Apologies as this is my first post to the forum. 
I have had an above ground pool 6.2 x 3.8 x 1.32m installed in the last 2 months, and am experiencing what I think is more than an annoyance  :Annoyed: than a problem. 
As the water is expelled into the pool from the return inlet (1 only installed), the force is drawing an air vortex from the surface of the water above, and making a random slurping noise similar to that of emptying out a bath. 
I have been advised to just top up/raise the water level and/or angle the inlet jet more downward, but neither seems to eliminate the problem. If anything angling the jet further downwards makes it worse. 
I am assuming that the force of the water exiting the return jet is the problem, so I figured that a larger opening on the return jet might do the trick, so I have ordered another jet to try (still waiting for it to arrive).

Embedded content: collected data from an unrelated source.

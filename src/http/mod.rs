//! HTTP protocol implementation.
//!
//! This module implements a small HTTP/1.1 server side: one request per
//! connection, answered and then closed.
//!
//! # Architecture
//!
//! The HTTP layer is organized into several submodules:
//!
//! - **`scanner`**: Delimiter search and a bounded read cursor over byte buffers
//! - **`headers`**: Header-line, media-type and content-disposition grammars
//! - **`parser`**: Parses the request line and header block from the initial read
//! - **`form`**: URL-encoded bodies and query strings
//! - **`multipart`**: `multipart/form-data` body decoding
//! - **`request`**: HTTP request representation and decoded bodies
//! - **`response`**: HTTP response representation with builder pattern
//! - **`writer`**: Serializes and writes HTTP responses to the client
//! - **`connection`**: The per-connection state machine
//! - **`mime`**: MIME type detection based on file extensions
//!
//! # Connection State Machine
//!
//! ```text
//!        ┌─────────────┐
//!        │   Reading   │ ← Read head (≤ buffer size), then Content-Length body
//!        └──────┬──────┘
//!               │ Request parsed          Malformed / disallowed method
//!               ▼                         ──────────────┐
//!        ┌──────────────────┐                           │
//!        │   Dispatching    │ ← Handler, else static    │
//!        └──────┬───────────┘   file, else 404          │
//!               │ Response ready                        │
//!               ▼                                       ▼
//!        ┌──────────────────┐
//!        │    Writing       │ ← Send response to client
//!        └──────┬───────────┘
//!               ▼
//!             Closed
//! ```
//!
//! # Example
//!
//! ```ignore
//! use hearth::config::Config;
//! use hearth::http::request::{Method, Request};
//! use hearth::http::response::Response;
//! use hearth::http::writer::ResponseSink;
//! use hearth::server::Server;
//!
//! fn hello(_req: &Request, sink: &mut ResponseSink) -> anyhow::Result<()> {
//!     sink.send(&Response::ok("hi"));
//!     Ok(())
//! }
//!
//! #[tokio::main]
//! async fn main() -> anyhow::Result<()> {
//!     let server = Server::new(Config::default());
//!     server.add_handler(Method::GET, "/hello", hello);
//!     server.listen().await
//! }
//! ```

pub mod connection;
pub mod form;
pub mod headers;
pub mod mime;
pub mod multipart;
pub mod parser;
pub mod request;
pub mod response;
pub mod scanner;
pub mod writer;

My pump is a 3/4HP and single speed. 
Has anyone experienced this issue, or have any other solutions? 
Thank you in advance.

----------


## SilentButDeadly

Try aiming the return jet upwards to break the surface of the water or even angling it sideways to generate a rotational current in the pool which might reduce the liklihood of vorteces forming... 
The bigger jet may just generate bigger 'suckage'...

----------


## scootaboy

Thanks SilentButDeadly for the response. 
It seems that angling the return jet to break the surface is the only option that works to minimise the effect, but it does concern me that leaving it this way could be reducing the circulation throughout the pool, as I only have the one return jet. 
Any thoughts?

----------


## scootaboy

Finally got around to fitting the return jet with the larger opening and it seems to have done the trick.
The water pressure coming out of the opening has now dropped and almost reduced the noise to nothing, as it only happens every once in a while now.
I'll settle for that as a win.  :Biggrin:

----------